▸ INPUT RECORDS:

---

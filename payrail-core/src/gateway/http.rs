use super::{GatewayCallError, SettlementGateway};
use crate::entities::payment::Payment;
use async_trait::async_trait;
use compact_str::CompactString;
use reqwest::StatusCode;
use rust_decimal::Decimal;
use serde::{Deserialize, Serialize};
use url::Url;
use uuid::Uuid;

#[derive(Debug, Serialize)]
#[serde(rename_all = "camelCase")]
struct SettlementRequest<'a> {
    reference: &'a str,
    account_id: Uuid,
    amount: Decimal,
    currency: &'a CompactString,
}

#[derive(Debug, Deserialize)]
struct SettlementResponse {
    approved: bool,
}

/// The settlement gateway's JSON-over-HTTP endpoint.
///
/// `POST {base}/charges` and `POST {base}/refunds`. A 2xx answer carries
/// `{"approved": bool}`; any other 4xx except 408 and 429 is a decline;
/// everything else is transient. The payment reference is sent as the
/// idempotency key so a retried call never settles twice.
///
/// A 2xx whose body does not parse is `Malformed` and therefore retried,
/// even though the gateway may already have settled. That retry is only
/// safe because it carries the same `Idempotency-Key`: the gateway must
/// answer it with the original decision instead of charging again.
#[derive(Debug, Clone)]
pub struct HttpSettlementGateway {
    client: reqwest::Client,
    base_url: Url,
    api_key: Option<String>,
}

impl HttpSettlementGateway {
    pub fn new(client: reqwest::Client, base_url: Url, api_key: Option<String>) -> Self {
        Self {
            client,
            base_url,
            api_key,
        }
    }

    fn endpoint(&self, path: &str) -> Result<Url, GatewayCallError> {
        self.base_url
            .join(path)
            .map_err(|e| GatewayCallError::Transport(format!("invalid gateway url: {e}")))
    }

    async fn post(
        &self,
        path: &str,
        idempotency_key: String,
        body: &SettlementRequest<'_>,
    ) -> Result<bool, GatewayCallError> {
        let mut request = self
            .client
            .post(self.endpoint(path)?)
            .header("Idempotency-Key", idempotency_key)
            .json(body);
        if let Some(key) = &self.api_key {
            request = request.bearer_auth(key);
        }

        let response = request
            .send()
            .await
            .map_err(|e| GatewayCallError::Transport(e.to_string()))?;
        let status = response.status();

        if status.is_success() {
            let parsed: SettlementResponse = response
                .json()
                .await
                .map_err(|e| GatewayCallError::Malformed(e.to_string()))?;
            return Ok(parsed.approved);
        }
        if is_definitive_decline(status) {
            return Ok(false);
        }
        Err(GatewayCallError::Status(status.as_u16()))
    }
}

fn is_definitive_decline(status: StatusCode) -> bool {
    status.is_client_error()
        && status != StatusCode::REQUEST_TIMEOUT
        && status != StatusCode::TOO_MANY_REQUESTS
}

#[async_trait]
impl SettlementGateway for HttpSettlementGateway {
    async fn charge(&self, payment: &Payment) -> Result<bool, GatewayCallError> {
        let body = SettlementRequest {
            reference: &payment.reference,
            account_id: payment.account_id,
            amount: payment.amount,
            currency: &payment.currency,
        };
        self.post("charges", payment.reference.clone(), &body).await
    }

    async fn refund(&self, payment: &Payment, amount: Decimal) -> Result<bool, GatewayCallError> {
        let body = SettlementRequest {
            reference: &payment.reference,
            account_id: payment.account_id,
            amount,
            currency: &payment.currency,
        };
        self.post("refunds", format!("{}:refund", payment.reference), &body)
            .await
    }
}
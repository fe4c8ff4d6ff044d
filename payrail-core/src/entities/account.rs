use crate::framework::DatabaseProcessor;
use kanau::processor::Processor;
use rust_decimal::Decimal;
use time::OffsetDateTime;
use uuid::Uuid;

#[derive(Debug, Clone, Copy, PartialEq, Eq, Hash, sqlx::Type)]
#[sqlx(rename_all = "lowercase", type_name = "account_status")]
pub enum AccountStatus {
    Active,
    Suspended,
    Closed,
}

/// Read-only view of an account owned by an external system.
#[derive(Debug, Clone, PartialEq, Eq, sqlx::FromRow)]
pub struct AccountSnapshot {
    pub account_id: Uuid,
    pub status: AccountStatus,
    pub created_at: OffsetDateTime,
}

impl AccountSnapshot {
    pub fn is_active(&self) -> bool {
        self.status == AccountStatus::Active
    }
}

#[derive(Debug, Clone, Copy, PartialEq, Eq, Hash, sqlx::Type)]
#[sqlx(rename_all = "lowercase", type_name = "ledger_movement_kind")]
pub enum LedgerMovementKind {
    Debit,
    Credit,
}

/// Journal row written alongside every balance change.
#[derive(Debug, Clone, PartialEq, Eq, sqlx::FromRow)]
pub struct LedgerMovement {
    pub account_id: Uuid,
    pub payment_reference: String,
    pub kind: LedgerMovementKind,
    pub amount: Decimal,
    pub created_at: OffsetDateTime,
}

#[derive(Debug, Clone)]
pub struct GetAccountSnapshot {
    pub account_id: Uuid,
}

impl Processor<GetAccountSnapshot> for DatabaseProcessor {
    type Output = Option<AccountSnapshot>;
    type Error = sqlx::Error;
    #[tracing::instrument(skip_all, err, name = "SQL:GetAccountSnapshot")]
    async fn process(&self, query: GetAccountSnapshot) -> Result<Option<AccountSnapshot>, sqlx::Error> {
        sqlx::query_as("SELECT account_id, status, created_at FROM accounts WHERE account_id = $1")
            .bind(query.account_id)
            .fetch_optional(&self.pool)
            .await
    }
}

#[derive(Debug, Clone)]
pub struct GetLedgerBalance {
    pub account_id: Uuid,
}

impl Processor<GetLedgerBalance> for DatabaseProcessor {
    type Output = Option<Decimal>;
    type Error = sqlx::Error;
    #[tracing::instrument(skip_all, err, name = "SQL:GetLedgerBalance")]
    async fn process(&self, query: GetLedgerBalance) -> Result<Option<Decimal>, sqlx::Error> {
        sqlx::query_scalar("SELECT balance FROM ledger_balances WHERE account_id = $1")
            .bind(query.account_id)
            .fetch_optional(&self.pool)
            .await
    }
}

#[derive(Debug, Clone)]
/// Move money on one account and journal the movement.
///
/// A debit only applies when the balance covers it; `None` means no row
/// changed (insufficient balance or unknown account).
pub struct ApplyLedgerMovement {
    pub account_id: Uuid,
    pub payment_reference: String,
    pub kind: LedgerMovementKind,
    pub amount: Decimal,
}

impl Processor<ApplyLedgerMovement> for DatabaseProcessor {
    type Output = Option<Decimal>;
    type Error = sqlx::Error;
    #[tracing::instrument(skip_all, err, name = "SQL:ApplyLedgerMovement")]
    async fn process(&self, movement: ApplyLedgerMovement) -> Result<Option<Decimal>, sqlx::Error> {
        let mut tx = self.pool.begin().await?;
        let sql = match movement.kind {
            LedgerMovementKind::Debit => {
                "UPDATE ledger_balances SET balance = balance - $2 \
                 WHERE account_id = $1 AND balance >= $2 RETURNING balance"
            }
            LedgerMovementKind::Credit => {
                "UPDATE ledger_balances SET balance = balance + $2 \
                 WHERE account_id = $1 RETURNING balance"
            }
        };
        let balance: Option<Decimal> = sqlx::query_scalar(sql)
            .bind(movement.account_id)
            .bind(movement.amount)
            .fetch_optional(&mut *tx)
            .await?;
        if balance.is_none() {
            tx.rollback().await?;
            return Ok(None);
        }
        sqlx::query(
            r#"
            INSERT INTO ledger_movements (account_id, payment_reference, kind, amount)
            VALUES ($1, $2, $3, $4)
            "#,
        )
        .bind(movement.account_id)
        .bind(&movement.payment_reference)
        .bind(movement.kind)
        .bind(movement.amount)
        .execute(&mut *tx)
        .await?;
        tx.commit().await?;
        Ok(balance)
    }
}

---

▸ WORK INSTRUCTION: Return the material in full, restating each entry word for word.

▸ OUTPUT OF THE TASK:
filename payrail-core/src/gateway/http.rs
use super::{GatewayCallError, SettlementGateway};
use crate::entities::payment::Payment;
use async_trait::async_trait;
use compact_str::CompactString;
use reqwest::StatusCode;
use rust_decimal::Decimal;
use serde::{Deserialize, Serialize};
use url::Url;
use uuid::Uuid;

#[derive(Debug, Serialize)]
#[serde(rename_all = "camelCase")]
struct SettlementRequest<'a> {
    reference: &'a str,
    account_id: Uuid,
    amount: Decimal,
    currency: &'a CompactString,
}

#[derive(Debug, Deserialize)]
struct SettlementResponse {
    approved: bool,
}

/// The settlement gateway's JSON-over-HTTP endpoint.
///
/// `POST {base}/charges` and `POST {base}/refunds`. A 2xx answer carries
/// `{"approved": bool}`; any other 4xx except 408 and 429 is a decline;
/// everything else is transient. The payment reference is sent as the
/// idempotency key so a retried call never settles twice.
///
/// A 2xx whose body does not parse is `Malformed` and therefore retried,
/// even though the gateway may already have settled. That retry is only
/// safe because it carries the same `Idempotency-Key`: the gateway must
/// answer it with the original decision instead of charging again.
#[derive(Debug, Clone)]
pub struct HttpSettlementGateway {
    client: reqwest::Client,
    base_url: Url,
    api_key: Option<String>,
}

impl HttpSettlementGateway {
    pub fn new(client: reqwest::Client, base_url: Url, api_key: Option<String>) -> Self {
        Self {
            client,
            base_url,
            api_key,
        }
    }

    fn endpoint(&self, path: &str) -> Result<Url, GatewayCallError> {
        self.base_url
            .join(path)
            .map_err(|e| GatewayCallError::Transport(format!("invalid gateway url: {e}")))
    }

    async fn post(
        &self,
        path: &str,
        idempotency_key: String,
        body: &SettlementRequest<'_>,
    ) -> Result<bool, GatewayCallError> {
        let mut request = self
            .client
            .post(self.endpoint(path)?)
            .header("Idempotency-Key", idempotency_key)
            .json(body);
        if let Some(key) = &self.api_key {
            request = request.bearer_auth(key);
        }

        let response = request
            .send()
            .await
            .map_err(|e| GatewayCallError::Transport(e.to_string()))?;
        let status = response.status();

        if status.is_success() {
            let parsed: SettlementResponse = response
                .json()
                .await
                .map_err(|e| GatewayCallError::Malformed(e.to_string()))?;
            return Ok(parsed.approved);
        }
        if is_definitive_decline(status) {
            return Ok(false);
        }
        Err(GatewayCallError::Status(status.as_u16()))
    }
}

fn is_definitive_decline(status: StatusCode) -> bool {
    status.is_client_error()
        && status != StatusCode::REQUEST_TIMEOUT
        && status != StatusCode::TOO_MANY_REQUESTS
}

#[async_trait]
impl SettlementGateway for HttpSettlementGateway {
    async fn charge(&self, payment: &Payment) -> Result<bool, GatewayCallError> {
        let body = SettlementRequest {
            reference: &payment.reference,
            account_id: payment.account_id,
            amount: payment.amount,
            currency: &payment.currency,
        };
        self.post("charges", payment.reference.clone(), &body).await
    }

    async fn refund(&self, payment: &Payment, amount: Decimal) -> Result<bool, GatewayCallError> {
        let body = SettlementRequest {
            reference: &payment.reference,
            account_id: payment.account_id,
            amount,
            currency: &payment.currency,
        };
        self.post("refunds", format!("{}:refund", payment.reference), &body)
            .await
    }
}
repository fe4c8ff4d6ff044d
filename payrail-core/src/entities/account.rs
use crate::framework::DatabaseProcessor;
use kanau::processor::Processor;
use rust_decimal::Decimal;
use time::OffsetDateTime;
use uuid::Uuid;

#[derive(Debug, Clone, Copy, PartialEq, Eq, Hash, sqlx::Type)]
#[sqlx(rename_all = "lowercase", type_name = "account_status")]
pub enum AccountStatus {
    Active,
    Suspended,
    Closed,
}

/// Read-only view of an account owned by an external system.
#[derive(Debug, Clone, PartialEq, Eq, sqlx::FromRow)]
pub struct AccountSnapshot {
    pub account_id: Uuid,
    pub status: AccountStatus,
    pub created_at: OffsetDateTime,
}

impl AccountSnapshot {
    pub fn is_active(&self) -> bool {
        self.status == AccountStatus::Active
    }
}

#[derive(Debug, Clone, Copy, PartialEq, Eq, Hash, sqlx::Type)]
#[sqlx(rename_all = "lowercase", type_name = "ledger_movement_kind")]
pub enum LedgerMovementKind {
    Debit,
    Credit,
}

/// Journal row written alongside every balance change.
#[derive(Debug, Clone, PartialEq, Eq, sqlx::FromRow)]
pub struct LedgerMovement {
    pub account_id: Uuid,
    pub payment_reference: String,
    pub kind: LedgerMovementKind,
    pub amount: Decimal,
    pub created_at: OffsetDateTime,
}

#[derive(Debug, Clone)]
pub struct GetAccountSnapshot {
    pub account_id: Uuid,
}

impl Processor<GetAccountSnapshot> for DatabaseProcessor {
    type Output = Option<AccountSnapshot>;
    type Error = sqlx::Error;
    #[tracing::instrument(skip_all, err, name = "SQL:GetAccountSnapshot")]
    async fn process(&self, query: GetAccountSnapshot) -> Result<Option<AccountSnapshot>, sqlx::Error> {
        sqlx::query_as("SELECT account_id, status, created_at FROM accounts WHERE account_id = $1")
            .bind(query.account_id)
            .fetch_optional(&self.pool)
            .await
    }
}

#[derive(Debug, Clone)]
pub struct GetLedgerBalance {
    pub account_id: Uuid,
}

impl Processor<GetLedgerBalance> for DatabaseProcessor {
    type Output = Option<Decimal>;
    type Error = sqlx::Error;
    #[tracing::instrument(skip_all, err, name = "SQL:GetLedgerBalance")]
    async fn process(&self, query: GetLedgerBalance) -> Result<Option<Decimal>, sqlx::Error> {
        sqlx::query_scalar("SELECT balance FROM ledger_balances WHERE account_id = $1")
            .bind(query.account_id)
            .fetch_optional(&self.pool)
            .await
    }
}

#[derive(Debug, Clone)]
/// Move money on one account and journal the movement.
///
/// A debit only applies when the balance covers it; `None` means no row
/// changed (insufficient balance or unknown account).
pub struct ApplyLedgerMovement {
    pub account_id: Uuid,
    pub payment_reference: String,
    pub kind: LedgerMovementKind,
    pub amount: Decimal,
}

impl Processor<ApplyLedgerMovement> for DatabaseProcessor {
    type Output = Option<Decimal>;
    type Error = sqlx::Error;
    #[tracing::instrument(skip_all, err, name = "SQL:ApplyLedgerMovement")]
    async fn process(&self, movement: ApplyLedgerMovement) -> Result<Option<Decimal>, sqlx::Error> {
        let mut tx = self.pool.begin().await?;
        let sql = match movement.kind {
            LedgerMovementKind::Debit => {
                "UPDATE ledger_balances SET balance = balance - $2 \
                 WHERE account_id = $1 AND balance >= $2 RETURNING balance"
            }
            LedgerMovementKind::Credit => {
                "UPDATE ledger_balances SET balance = balance + $2 \
                 WHERE account_id = $1 RETURNING balance"
            }
        };
        let balance: Option<Decimal> = sqlx::query_scalar(sql)
            .bind(movement.account_id)
            .bind(movement.amount)
            .fetch_optional(&mut *tx)
            .await?;
        if balance.is_none() {
            tx.rollback().await?;
            return Ok(None);
        }
        sqlx::query(
            r#"
            INSERT INTO ledger_movements (account_id, payment_reference, kind, amount)
            VALUES ($1, $2, $3, $4)
            "#,
        )
        .bind(movement.account_id)
        .bind(&movement.payment_reference)
        .bind(movement.kind)
        .bind(movement.amount)
        .execute(&mut *tx)
        .await?;
        tx.commit().await?;
        Ok(balance)
    }
}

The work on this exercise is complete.